The Strategic Imperative Not to Hire Anybody - coolnewtoy
http://blogs.hbr.org/cs/2010/05/the_strategic_imperative_not_t.html

======
j_baker
"For about five years now, particularly after dinners that featured wine,
human-resources executives have been telling me, "We've come to realize we
don't really want most employees for the whole of their careers. We want their
particular set of skills when we need them — but then things change so fast,
we don't need that particular skill set any more." And many of these are
companies famous for being good at H.R. "

Maybe I'm just old fashioned, but the solution would seem to be not hiring
people based solely on short-term requirements. In other words, hire people
that are good no matter what the requirements are.

But then again, this _is_ HR departments we're talking about.

------
gamble
"We've come to realize we don't really want most employees for the whole of
their careers. We want their particular set of skills when we need them — but
then things change so fast, we don't need that particular skill set any more."

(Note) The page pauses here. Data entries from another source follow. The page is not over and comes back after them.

//! Cell coercion between string cells and typed field values.
//!
//! Every field slot a record registers has a type implementing [`Scalar`].
//! The trait carries the semantic [`ScalarKind`] of the slot together with the
//! two directions of coercion:
//!
//! - `parse_cell` turns a raw cell into the typed value, failing with a
//!   [`CoercionError`] that names the source text and the target kind
//! - `render_cell` produces the canonical cell text: base-10 integers without
//!   grouping, the shortest round-trippable float for the declared width, and
//!   strings verbatim
//!
//! `Option<T>` wraps any scalar so that an empty cell decodes to `None` and
//! `None` encodes back to an empty cell.

use std::fmt;

use serde::{Deserialize, Serialize};
use thiserror::Error;

#[derive(Debug, Clone, Copy, PartialEq, Eq, Hash, Serialize, Deserialize)]
pub enum ScalarKind {
    String,
    Int8,
    Int16,
    Int32,
    Int64,
    UInt8,
    UInt16,
    UInt32,
    UInt64,
    Float32,
    Float64,
    Boolean,
}

impl ScalarKind {
    pub fn as_str(&self) -> &'static str {
        match self {
            ScalarKind::String => "string",
            ScalarKind::Int8 => "int8",
            ScalarKind::Int16 => "int16",
            ScalarKind::Int32 => "int32",
            ScalarKind::Int64 => "int64",
            ScalarKind::UInt8 => "uint8",
            ScalarKind::UInt16 => "uint16",
            ScalarKind::UInt32 => "uint32",
            ScalarKind::UInt64 => "uint64",
            ScalarKind::Float32 => "float32",
            ScalarKind::Float64 => "float64",
            ScalarKind::Boolean => "boolean",
        }
    }

    pub fn is_numeric(&self) -> bool {
        !matches!(self, ScalarKind::String | ScalarKind::Boolean)
    }
}

impl fmt::Display for ScalarKind {
    fn fmt(&self, f: &mut fmt::Formatter<'_>) -> fmt::Result {
        f.write_str(self.as_str())
    }
}

/// A cell that could not be converted into its target kind.
#[derive(Debug, Clone, PartialEq, Eq, Error)]
#[error("Cannot convert '{text}' into {kind}{}", detail_suffix(.detail))]
pub struct CoercionError {
    pub text: String,
    pub kind: ScalarKind,
    pub detail: Option<String>,
}

fn detail_suffix(detail: &Option<String>) -> String {
    detail
        .as_deref()
        .map(|d| format!(" ({d})"))
        .unwrap_or_default()
}

impl CoercionError {
    pub fn new(text: &str, kind: ScalarKind) -> Self {
        Self {
            text: text.to_string(),
            kind,
            detail: None,
        }
    }

    pub fn with_detail(mut self, detail: impl fmt::Display) -> Self {
        self.detail = Some(detail.to_string());
        self
    }
}

/// A field type the engine can coerce cells into and out of.
pub trait Scalar: Sized + 'static {
    const KIND: ScalarKind;
    /// True when an empty cell is a valid, absent value for the slot.
    const OPTIONAL: bool = false;

    fn parse_cell(text: &str) -> Result<Self, CoercionError>;

    fn render_cell(&self) -> String;
}

impl Scalar for String {
    const KIND: ScalarKind = ScalarKind::String;

    fn parse_cell(text: &str) -> Result<Self, CoercionError> {
        Ok(text.to_string())
    }

    fn render_cell(&self) -> String {
        self.clone()
    }
}

// `Display` for floats already yields the shortest text that parses back to
// the same value at the type's own width.
macro_rules! numeric_scalar {
    ($($ty:ty => $kind:ident),* $(,)?) => {
        $(
            impl Scalar for $ty {
                const KIND: ScalarKind = ScalarKind::$kind;

                fn parse_cell(text: &str) -> Result<Self, CoercionError> {
                    text.parse::<$ty>()
                        .map_err(|err| CoercionError::new(text, Self::KIND).with_detail(err))
                }

                fn render_cell(&self) -> String {
                    self.to_string()
                }
            }
        )*
    };
}

numeric_scalar! {
    i8 => Int8,
    i16 => Int16,
    i32 => Int32,
    i64 => Int64,
    u8 => UInt8,
    u16 => UInt16,
    u32 => UInt32,
    u64 => UInt64,
    f32 => Float32,
    f64 => Float64,
}

impl Scalar for bool {
    const KIND: ScalarKind = ScalarKind::Boolean;

    fn parse_cell(text: &str) -> Result<Self, CoercionError> {
        match text.to_ascii_lowercase().as_str() {
            "true" | "t" | "1" => Ok(true),
            "false" | "f" | "0" => Ok(false),
            _ => Err(CoercionError::new(text, Self::KIND)),
        }
    }

    fn render_cell(&self) -> String {
        self.to_string()
    }
}

impl<T: Scalar> Scalar for Option<T> {
    const KIND: ScalarKind = T::KIND;
    const OPTIONAL: bool = true;

    fn parse_cell(text: &str) -> Result<Self, CoercionError> {
        if text.is_empty() {
            Ok(None)
        } else {
            T::parse_cell(text).map(Some)
        }
    }

    fn render_cell(&self) -> String {
        self.as_ref().map(Scalar::render_cell).unwrap_or_default()
    }
}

But job-hoppers are still evil, right?

------
ovi256
>My clients were amazed by how much productivity they could squeeze out of
their people in the downturn.

Overworking only works for a few months, after which people's health will
start to suffer. All these managers are deluding themselves if they think this
is going to keep on indefinitely. OTOH, if some people were underworked and
they are just starting to pull their weight, that's another matter.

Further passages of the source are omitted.